Pipeline Improvements
- Pipeline execution enhancements improve reliability and performance for complex ML pipelines.
- Component improvements provide better reusability and composability of pipeline components.
- Scheduling enhancements enable better resource allocation and job scheduling.
- Monitoring improvements provide better visibility into pipeline execution and performance.
Model Serving Enhancements
- Inference performance optimizations reduce latency and improve throughput.
- Multi-model serving enables serving multiple models from a single endpoint.
- Auto-scaling improvements provide better scaling based on inference load.
- A/B testing capabilities enable experimentation with different model versions.
MLOps Integration
- Version control integration enables better model versioning and tracking.
- CI/CD improvements provide automated model training and deployment pipelines.
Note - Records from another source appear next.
pub mod analyzers;
pub mod config;
pub mod error;
pub mod fetch;
pub mod filters;
pub mod output;
pub mod parser;
pub mod pipeline;
pub mod record;
pub mod report;
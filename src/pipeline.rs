//! End-to-end run: fetch the last year of items, apply the value range,
//! summarize per unit and derive reference prices.

use chrono::NaiveDate;
use std::collections::BTreeMap;
use tracing::info;

use crate::analyzers::{GroupSummary, ReferencePrice, derive, summarize_by_unit};
use crate::config::{DateWindow, ResearchConfig};
use crate::fetch::{HttpClient, PagedFetcher, StopReason};
use crate::filters::{FilterSet, ValueRange};
use crate::record::Record;

/// Output of one research run. Owned by the caller; nothing is shared
/// between runs.
#[derive(Debug)]
pub struct ResearchReport {
    pub window: DateWindow,
    /// Human-readable filter table for the report (includes the catalog
    /// item and value range, which are not plain query filters).
    pub effective_filters: Vec<(String, String)>,
    pub fetched: usize,
    pub pages_requested: u32,
    pub stop: StopReason,
    pub records: Vec<Record>,
    pub summaries: BTreeMap<String, GroupSummary>,
    pub prices: BTreeMap<String, ReferencePrice>,
}

/// Aggregation half of the pipeline, for records already in hand.
#[derive(Debug)]
pub struct Analysis {
    pub records: Vec<Record>,
    pub summaries: BTreeMap<String, GroupSummary>,
    pub prices: BTreeMap<String, ReferencePrice>,
}

pub fn analyze(records: Vec<Record>, range: &ValueRange, cv_threshold: f64) -> Analysis {
    let records = range.apply(records);
    let summaries = summarize_by_unit(&records, cv_threshold);
    let prices = derive(&summaries);

    info!(
        records = records.len(),
        units = summaries.len(),
        priced_units = prices.len(),
        "Aggregation complete"
    );

    Analysis {
        records,
        summaries,
        prices,
    }
}

/// Runs the full pipeline for `config`, with the window ending on `today`.
pub async fn run<C: HttpClient>(
    client: &C,
    config: &ResearchConfig,
    today: NaiveDate,
) -> ResearchReport {
    let window = DateWindow::last_year(today);
    let filters = FilterSet::from_options(&config.filters);

    let outcome = PagedFetcher::new(client, config.endpoint.as_str(), config.page_size)
        .with_timeout(config.request_timeout)
        .with_max_pages(config.max_pages)
        .fetch(&filters, &window, config.catalog_item)
        .await;

    let fetched = outcome.records.len();
    let Analysis {
        records,
        summaries,
        prices,
    } = analyze(outcome.records, &config.value_range, config.cv_threshold);

    ResearchReport {
        window,
        effective_filters: effective_filters(config, &filters),
        fetched,
        pages_requested: outcome.pages_requested,
        stop: outcome.stop,
        records,
        summaries,
        prices,
    }
}

/// Filter table shown in the report: catalog item first, then every query
/// filter, then the value bounds.
pub fn effective_filters(config: &ResearchConfig, filters: &FilterSet) -> Vec<(String, String)> {
    let mut rows = Vec::new();
    if let Some(code) = config.catalog_item {
        rows.push(("codItemCatalogo".to_string(), code.to_string()));
    }
    rows.extend(filters.iter().map(|(k, v)| (k.to_string(), v.to_string())));
    if let Some(min) = config.value_range.min {
        rows.push(("valorMinimo".to_string(), format!("R$ {min}")));
    }
    if let Some(max) = config.value_range.max {
        rows.push(("valorMaximo".to_string(), format!("R$ {max}")));
    }
    rows
}

#[cfg(test)]
mod tests {
    use super::*;
    use crate::filters::FilterOptions;
    use serde_json::json;

    fn record(unit: &str, price: f64) -> Record {
        serde_json::from_value(json!({ "unidadeMedida": unit, "valorUnitarioResultado": price }))
            .unwrap()
    }

    #[test]
    fn test_analyze_applies_range_before_statistics() {
        let records = vec![
            record("UN", 10.0),
            record("UN", 10.0),
            record("UN", 10.0),
            record("UN", 100.0),
            record("CX", 1.0),
        ];

        let analysis = analyze(records, &ValueRange::new(Some(5.0), None), 25.0);

        assert_eq!(analysis.records.len(), 4);
        assert!(!analysis.summaries.contains_key("CX"));
        assert_eq!(analysis.prices["UN"].suggested, 10.0);
    }

    #[test]
    fn test_effective_filters_order() {
        let config = ResearchConfig {
            catalog_item: Some(42),
            filters: FilterOptions {
                has_result: Some(true),
                ..Default::default()
            },
            value_range: ValueRange::new(Some(1.5), Some(10.0)),
            ..Default::default()
        };
        let filters = FilterSet::from_options(&config.filters);

        let rows = effective_filters(&config, &filters);

        assert_eq!(
            rows,
            vec![
                ("codItemCatalogo".to_string(), "42".to_string()),
                ("temResultado".to_string(), "true".to_string()),
                ("valorMinimo".to_string(), "R$ 1.5".to_string()),
                ("valorMaximo".to_string(), "R$ 10".to_string()),
            ]
        );
    }
}
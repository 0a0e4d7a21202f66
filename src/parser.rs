//! Parser for saved item collections.

use anyhow::{Context, Result};
use serde::Deserialize;

use crate::record::Record;

#[derive(Deserialize)]
#[serde(untagged)]
enum Saved {
    List(Vec<Record>),
    Page {
        #[serde(default)]
        resultado: Option<Vec<Record>>,
    },
}

/// Decodes records saved from the items endpoint: either a bare JSON array
/// of items or a full page document with a `resultado` list.
///
/// # Errors
///
/// Returns an error if the bytes are neither shape.
pub fn parse_records(bytes: &[u8]) -> Result<Vec<Record>> {
    let saved: Saved =
        serde_json::from_slice(bytes).context("input is not an item list or items page")?;
    Ok(match saved {
        Saved::List(records) => records,
        Saved::Page { resultado } => resultado.unwrap_or_default(),
    })
}
use thiserror::Error;

/// Faults that end pagination early. The fetcher absorbs them and hands back
/// whatever it collected before the fault.
#[derive(Debug, Clone, PartialEq, Eq, Error)]
pub enum FetchError {
    #[error("connection to the items endpoint failed on page {page}: {reason}")]
    ConnectionFault { page: u32, reason: String },
    #[error("items endpoint answered HTTP {status} on page {page}: {snippet}")]
    UnexpectedStatus {
        page: u32,
        status: u16,
        snippet: String,
    },
    #[error("page {page} is not a valid items document: {reason}")]
    MalformedResponse { page: u32, reason: String },
}

impl FetchError {
    pub fn page(&self) -> u32 {
        match self {
            FetchError::ConnectionFault { page, .. }
            | FetchError::UnexpectedStatus { page, .. }
            | FetchError::MalformedResponse { page, .. } => *page,
        }
    }

    /// Short label used in logs and report metadata.
    pub fn kind(&self) -> &'static str {
        match self {
            FetchError::ConnectionFault { .. } => "connection_fault",
            FetchError::UnexpectedStatus { .. } => "unexpected_status",
            FetchError::MalformedResponse { .. } => "malformed_response",
        }
    }
}

#[derive(Debug, Clone, Copy, PartialEq, Eq, Error)]
pub enum StatsError {
    #[error("no valid numeric observations")]
    NoData,
}
use super::client::{HttpClient, HttpResponse};
use async_trait::async_trait;
use std::time::Duration;

pub struct BasicClient(reqwest::Client);

impl BasicClient {
    pub fn new() -> Self {
        Self(reqwest::Client::new())
    }
}

impl Default for BasicClient {
    fn default() -> Self {
        Self::new()
    }
}

#[async_trait]
impl HttpClient for BasicClient {
    async fn get(
        &self,
        url: &str,
        query: &[(String, String)],
        timeout: Duration,
    ) -> anyhow::Result<HttpResponse> {
        let resp = self
            .0
            .get(url)
            .query(query)
            .timeout(timeout)
            .send()
            .await?;

        let status = resp.status().as_u16();
        let body = resp.text().await?;
        Ok(HttpResponse { status, body })
    }
}
/// Computes the arithmetic mean of a slice of values. Returns `None` for empty input.
pub fn mean(values: &[f64]) -> Option<f64> {
    if values.is_empty() {
        return None;
    }
    Some(values.iter().sum::<f64>() / values.len() as f64)
}

/// Computes the population standard deviation (divisor N) given a
/// pre-computed mean. Returns `None` for empty input.
pub fn stddev(values: &[f64], mean: f64) -> Option<f64> {
    if values.is_empty() {
        return None;
    }
    let variance = values.iter().map(|v| (v - mean).powi(2)).sum::<f64>() / values.len() as f64;

    Some(variance.sqrt())
}

/// Middle value of the sample; the average of the two middle values when the
/// length is even.
pub fn median(values: &[f64]) -> Option<f64> {
    if values.is_empty() {
        return None;
    }
    let mut sorted = values.to_vec();
    sorted.sort_by(f64::total_cmp);
    let mid = sorted.len() / 2;
    if sorted.len() % 2 == 1 {
        Some(sorted[mid])
    } else {
        Some((sorted[mid - 1] + sorted[mid]) / 2.0)
    }
}

pub fn min(values: &[f64]) -> Option<f64> {
    values.iter().copied().reduce(f64::min)
}

pub fn max(values: &[f64]) -> Option<f64> {
    values.iter().copied().reduce(f64::max)
}

/// Keeps only finite values.
pub fn finite(values: impl IntoIterator<Item = f64>) -> Vec<f64> {
    values.into_iter().filter(|v| v.is_finite()).collect()
}

#[cfg(test)]
mod tests {
    use super::*;

    const DELTA: f64 = 1e-9;

    #[test]
    fn test_empty_inputs() {
        assert_eq!(mean(&[]), None);
        assert_eq!(stddev(&[], 0.0), None);
        assert_eq!(median(&[]), None);
        assert_eq!(min(&[]), None);
        assert_eq!(max(&[]), None);
    }

    #[test]
    fn test_population_stddev() {
        let values = [2.0, 4.0, 4.0, 4.0, 5.0, 5.0, 7.0, 9.0];
        let m = mean(&values).unwrap();
        assert!((m - 5.0).abs() < DELTA);
        assert!((stddev(&values, m).unwrap() - 2.0).abs() < DELTA);
    }

    #[test]
    fn test_median_odd_and_even() {
        assert_eq!(median(&[3.0, 1.0, 2.0]), Some(2.0));
        assert_eq!(median(&[4.0, 1.0, 3.0, 2.0]), Some(2.5));
    }

    #[test]
    fn test_min_max() {
        let values = [3.5, -1.0, 8.25];
        assert_eq!(min(&values), Some(-1.0));
        assert_eq!(max(&values), Some(8.25));
    }

    #[test]
    fn test_finite_drops_nan_and_inf() {
        let kept = finite([1.0, f64::NAN, f64::INFINITY, 2.0]);
        assert_eq!(kept, vec![1.0, 2.0]);
    }
}
//! Iterative one-sigma outlier trimming ("sanitized mean").
//!
//! Each round computes the mean `m` and population standard deviation `dp`
//! of the working sample. When the coefficient of variation `|dp / m| * 100`
//! is above the threshold, values outside `[m - dp, m + dp]` are discarded
//! and the round repeats. The mean of the last sample is returned.

use crate::analyzers::utility::{finite, mean, stddev};
use crate::error::StatsError;

/// Samples smaller than this are never trimmed.
pub const MIN_TRIM_SAMPLE: usize = 3;

/// Result of a trimming run, with the subsample that produced the mean.
#[derive(Debug, Clone, PartialEq)]
pub struct Sanitized {
    pub mean: f64,
    pub kept: Vec<f64>,
    pub rounds: usize,
}

/// Sanitized mean of `values` with the given CV threshold (percent).
pub fn sanitized_mean(
    values: impl IntoIterator<Item = f64>,
    cv_threshold: f64,
) -> Result<f64, StatsError> {
    sanitize(values, cv_threshold).map(|s| s.mean)
}

/// Runs the trimming loop and reports the surviving subsample.
///
/// Non-finite inputs are dropped first; an empty sample is
/// [`StatsError::NoData`].
pub fn sanitize(
    values: impl IntoIterator<Item = f64>,
    cv_threshold: f64,
) -> Result<Sanitized, StatsError> {
    let mut sample = finite(values);
    let mut rounds = 0;

    loop {
        let m = mean(&sample).ok_or(StatsError::NoData)?;
        let dp = stddev(&sample, m).ok_or(StatsError::NoData)?;

        if m == 0.0 || !m.is_finite() || !dp.is_finite() || sample.len() < MIN_TRIM_SAMPLE {
            return Ok(Sanitized { mean: m, kept: sample, rounds });
        }

        let cv = (dp / m).abs() * 100.0;
        if cv <= cv_threshold {
            return Ok(Sanitized { mean: m, kept: sample, rounds });
        }

        let (lower, upper) = (m - dp, m + dp);
        let trimmed: Vec<f64> = sample
            .iter()
            .copied()
            .filter(|v| *v >= lower && *v <= upper)
            .collect();

        if trimmed.len() == sample.len() || trimmed.is_empty() {
            return Ok(Sanitized { mean: m, kept: sample, rounds });
        }

        sample = trimmed;
        rounds += 1;
    }
}

#[cfg(test)]
mod tests {
    use super::*;

    const DELTA: f64 = 1e-9;

    #[test]
    fn test_outlier_is_trimmed() {
        let result = sanitize([10.0, 10.0, 10.0, 100.0], 25.0).unwrap();
        assert!((result.mean - 10.0).abs() < DELTA);
        assert_eq!(result.kept, vec![10.0, 10.0, 10.0]);
        assert_eq!(result.rounds, 1);
    }

    #[test]
    fn test_low_dispersion_returns_plain_mean() {
        let values = [98.0, 100.0, 102.0, 101.0, 99.0];
        let result = sanitize(values, 25.0).unwrap();
        assert!((result.mean - 100.0).abs() < DELTA);
        assert_eq!(result.kept.len(), 5);
        assert_eq!(result.rounds, 0);
    }

    #[test]
    fn test_empty_is_no_data() {
        assert_eq!(sanitized_mean(Vec::<f64>::new(), 25.0), Err(StatsError::NoData));
        assert_eq!(
            sanitized_mean([f64::NAN, f64::INFINITY], 25.0),
            Err(StatsError::NoData)
        );
    }

    #[test]
    fn test_small_samples_are_not_trimmed() {
        assert_eq!(sanitized_mean([7.0], 25.0), Ok(7.0));
        assert_eq!(sanitized_mean([1.0, 1000.0], 25.0), Ok(500.5));
    }

    #[test]
    fn test_zero_mean_stops() {
        assert_eq!(sanitized_mean([-5.0, 0.0, 5.0], 25.0), Ok(0.0));
    }

    #[test]
    fn test_nothing_removed_stops() {
        // Two clusters: every value sits exactly on the one-sigma band.
        let result = sanitize([1.0, 1.0, 3.0, 3.0], 25.0).unwrap();
        assert!((result.mean - 2.0).abs() < DELTA);
        assert_eq!(result.rounds, 0);
    }

    #[test]
    fn test_multiple_rounds_shrink_monotonically() {
        let values = [1.0, 2.0, 3.0, 4.0, 5.0, 6.0, 7.0, 8.0, 50.0, 400.0];
        let result = sanitize(values, 25.0).unwrap();
        assert!(result.rounds >= 1);
        assert!(result.rounds <= values.len());
        assert!(result.kept.len() < values.len());
        assert!(result.kept.iter().all(|v| values.contains(v)));
    }

    #[test]
    fn test_result_is_fixed_point() {
        let values = [12.0, 15.0, 11.0, 13.0, 90.0, 14.0, 2.0, 13.5];
        let first = sanitize(values, 25.0).unwrap();
        let again = sanitize(first.kept.clone(), 25.0).unwrap();
        assert!((first.mean - again.mean).abs() < DELTA);
        assert_eq!(again.rounds, 0);
    }

    #[test]
    fn test_threshold_is_inclusive() {
        // mean 10, population sd 2.5 -> CV exactly 25
        let values = [7.5, 12.5];
        assert_eq!(sanitized_mean(values, 25.0), Ok(10.0));
        let values = [7.5, 7.5, 12.5, 12.5];
        let result = sanitize(values, 25.0).unwrap();
        assert_eq!(result.rounds, 0);
        assert!((result.mean - 10.0).abs() < DELTA);
    }
}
- Monitoring enhancements enable better model performance and drift detection.
- Governance capabilities provide better model lifecycle management.
Developer Experience
- Notebooks improvements provide better Jupyter notebook integration and management.
- CLI enhancements simplify common ML workflows and operations.
- Documentation improvements provide better guides and examples.
- Templates expansion provides more ML pipeline templates.
Getting Started
kubectl apply -k github.com/kubeflow/manifests/kustomize/cluster-scoped-resources?ref=v1.8.0
kubectl apply -k github.com/kubeflow/manifests/kustomize/env/platform-agnostic?ref=v1.8.0
Create a Pipeline:
apiVersion: tekton.dev/v1beta1
kind: Pipeline
metadata:
name: ml-pipeline
spec:
tasks:
- name: train
taskRef:
name: train-task
- name: evaluate
taskRef:
name: evaluate-task
runAfter:
- train
Summary
| Aspect | Details |
|---|---|
| Release Date | July 18, 2023 |
| Headline Features | Pipeline improvements, model serving enhancements, better MLOps integration |
| Why it Matters | Delivers comprehensive ML platform with enhanced MLOps capabilities |
Kubeflow 1.8 provides teams with powerful machine learning capabilities for building, training, and serving ML models on Kubernetes.